Saved data entries

+++++

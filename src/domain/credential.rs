//! Credential Guard - 访问令牌校验
//!
//! 令牌为空或仍是文档中的占位符时，整个运行立即终止。

use thiserror::Error;

/// 文档中给出的占位符，用户必须替换成真实令牌
pub const CREDENTIAL_PLACEHOLDER: &str = "YOUR_HUGGING_FACE_API_TOKEN";

#[derive(Debug, Error, PartialEq, Eq)]
pub enum CredentialError {
    #[error("API credential is empty")]
    Missing,

    #[error("API credential is still the placeholder value")]
    Placeholder,
}

impl CredentialError {
    /// 面向用户的提示信息
    pub fn instruction(&self) -> String {
        format!(
            "Please replace '{}' with your actual token.",
            CREDENTIAL_PLACEHOLDER
        )
    }
}

/// 已通过校验的 Bearer 令牌
#[derive(Clone, PartialEq, Eq)]
pub struct Credential(String);

impl Credential {
    /// 校验令牌
    ///
    /// 首尾空白会被去掉；空字符串和占位符都会被拒绝。
    pub fn guard(raw: &str) -> Result<Self, CredentialError> {
        let token = raw.trim();
        if token.is_empty() {
            return Err(CredentialError::Missing);
        }
        if token == CREDENTIAL_PLACEHOLDER {
            return Err(CredentialError::Placeholder);
        }
        Ok(Self(token.to_string()))
    }

    pub fn as_str(&self) -> &str {
        &self.0
    }

    /// 日志里使用的脱敏形式
    pub fn redacted(&self) -> String {
        redact(&self.0)
    }
}

impl std::fmt::Debug for Credential {
    fn fmt(&self, f: &mut std::fmt::Formatter<'_>) -> std::fmt::Result {
        f.debug_tuple("Credential").field(&self.redacted()).finish()
    }
}

/// 只保留前 4 个字符
pub fn redact(token: &str) -> String {
    let visible: String = token.chars().take(4).collect();
    if token.chars().count() <= 4 {
        "****".to_string()
    } else {
        format!("{}****", visible)
    }
}

#[cfg(test)]
mod tests {
    use super::*;

    #[test]
    fn test_guard_rejects_empty() {
        assert_eq!(Credential::guard(""), Err(CredentialError::Missing));
        assert_eq!(Credential::guard("   "), Err(CredentialError::Missing));
    }

    #[test]
    fn test_guard_rejects_placeholder() {
        assert_eq!(
            Credential::guard(CREDENTIAL_PLACEHOLDER),
            Err(CredentialError::Placeholder)
        );
        assert_eq!(
            Credential::guard(" YOUR_HUGGING_FACE_API_TOKEN\n"),
            Err(CredentialError::Placeholder)
        );
    }

    #[test]
    fn test_guard_accepts_real_token() {
        let credential = Credential::guard(" hf_abcdef123 ").unwrap();
        assert_eq!(credential.as_str(), "hf_abcdef123");
    }

    #[test]
    fn test_instruction_names_placeholder() {
        let message = CredentialError::Placeholder.instruction();
        assert_eq!(
            message,
            "Please replace 'YOUR_HUGGING_FACE_API_TOKEN' with your actual token."
        );
    }

    #[test]
    fn test_debug_is_redacted() {
        let credential = Credential::guard("hf_secretvalue").unwrap();
        let debug = format!("{:?}", credential);
        assert!(!debug.contains("secretvalue"));
        assert!(debug.contains("hf_s****"));
        assert_eq!(redact("abc"), "****");
    }
}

+++++

Scan the records above for the string "contains", and copy every line where it turns up.

_Exercise result:_
        assert!(!debug.contains("secretvalue"));
        assert!(debug.contains("hf_s****"));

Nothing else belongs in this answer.